Chapter 15 Cardiovascular, respiratory, haematological, neurological and gastrointestinal disorders in pregnancy
CARDIOVASCULAR COMPLICATIONS IN PREGNANCY
Management during childbirth
The risks and management of specific cardiac conditions are summarized in Table 15.1.
Condition | Pregnancy Risks | Management |
---|---|---|
Atrial septal defect | Rarely causes problems | Nil specific after exclusion of other secondary complications |
Ventricular septal defect | Small defects rarely cause problems | Avoid hypertension, endocarditis prophylaxis |
Patent ductus arteriosus | Small shunts rarely problematic | Exclude pulmonary hypertension |
Coarctation of aorta | Corrected, few problems; uncorrected, maternal mortality (15%) | Prevent hypertension, use epidural in labour |
Primary pulmonary hypertension | Maternal mortality of 50% | |
Eisenmenger’s syndrome | Maternal mortality 30%, termination mortality 10% | As for pulmonary hypertension |
Fallot’s tetralogy | Avoid hypotension which can cause shunt reversal, assisted vaginal delivery | |
Mitral stenosis | Uncorrected – IUGR and prematurity, maternal mortality 5–15% | Control heart rate with β-blockers, use epidural, assisted delivery not mandatory, endocarditis prophylaxis |
Aortic stenosis | Endocarditis.
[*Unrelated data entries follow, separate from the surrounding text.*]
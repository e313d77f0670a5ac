//! CEFR client - submit English texts to a level classifier and present the result
//!
//! This crate validates analysis input, drives a single prediction request
//! through its lifecycle and turns the service's numeric metrics into
//! localized, formatted values.

// Core modules
pub mod config;
pub mod error;
pub mod traits;
pub mod types;

// Transport
pub mod http;

// Main functionality modules
pub mod messages;
pub mod metrics;
pub mod stats;
pub mod text_stats;
pub mod workflow;

// Test doubles, also used by integration tests
pub mod testing;

// Re-export main types for convenience
pub use config::{ClientConfig, ClientConfigBuilder, Locale};
pub use error::{ClientError, GatewayError, Result};
pub use http::{FormPayload, HttpGateway};
pub use messages::{LocalizedText, Message};
pub use metrics::{MetricDescriptor, MetricGroup, MetricRegistry, RenderedMetric};
pub use stats::fetch_stats;
pub use text_stats::TextStats;
pub use traits::Gateway;
pub use types::{AnalysisInput, CefrLevel, LevelStats, PredictionResult, StatsSummary, UploadedFile};
pub use workflow::{AnalyzeError, InputDraft, PredictionWorkflow, ValidationError, WorkflowState};

#[cfg(test)]
mod tests {
    use super::*;

    #[test]
    fn test_module_imports() {
        let config = ClientConfig::default();
        assert!(config.validate().is_ok());

        let workflow = PredictionWorkflow::new(testing::MockGateway::new(), config.locale);
        assert_eq!(workflow.state(), WorkflowState::Idle);
        assert_eq!(MetricRegistry::all().len(), 12);
    }

    #[test]
    fn test_error_types() {
        let error = ClientError::invalid_config("test error");
        assert!(error.to_string().contains("test error"));

        let error: ClientError = GatewayError::transport(500, "boom").into();
        assert!(matches!(error, ClientError::Gateway(_)));
    }
}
Severe – IUGR, maternal mortality 5–15% | Avoid hypo- and hypervolaemia, endocarditis prophylaxis |
Prosthetic heart valves | Pregnancy accelerates need for replacement, thromboembolism | Careful anticoagulation throughout pregnancy |
Marfan syndrome | β-Blockers, serial echocardiography, avoid hypertension, epidural and assisted vaginal delivery |
VENOUS THROMBOEMBOLISM IN PREGNANCY
Treatment of a pulmonary embolus during pregnancy consists of unfractionated heparin (UH), initially intravenously (40 000 U/day by continuous infusion in normal saline) to obtain a concentration of 0.6–1.0 U/mL. Once full heparinization has been obtained for 3–7 days, the infusion may be replaced by calcium heparin given subcutaneously. A deep vein thrombosis (DVT) is treated either with UH if delivery or surgery is imminent, or low molecular weight heparin (LWMH) given subcutaneously. UH is substituted for LMWH 24–36 hours prior to delivery. UH is suspended once labour is established or 6 hours before surgery, and recommenced 2–6 hours after vaginal or caesarean delivery. If the woman has a high risk of VTE antenatally (includes recurrent VTE, previous idiopathic VTE or previous VTE and a strong family history of VTE) she may be given LMWH prophylaxis throughout pregnancy and for 6 weeks postpartum (see also postpartum thromboembolism, p. 186).
ANTIPHOSPHOLIPID SYNDROME
Antiphospholipid syndrome (APS) is associated with early-onset pre-eclampsia, intrauterine fetal growth restriction, preterm birth, miscarriage, fetal death and venous thromboembolism. Diagnosis requires at least one of the clinical criteria and one of the laboratory criteria (see Box 15.1). Women who have suffered from clinical complications should be screened and referred for specialist evaluation.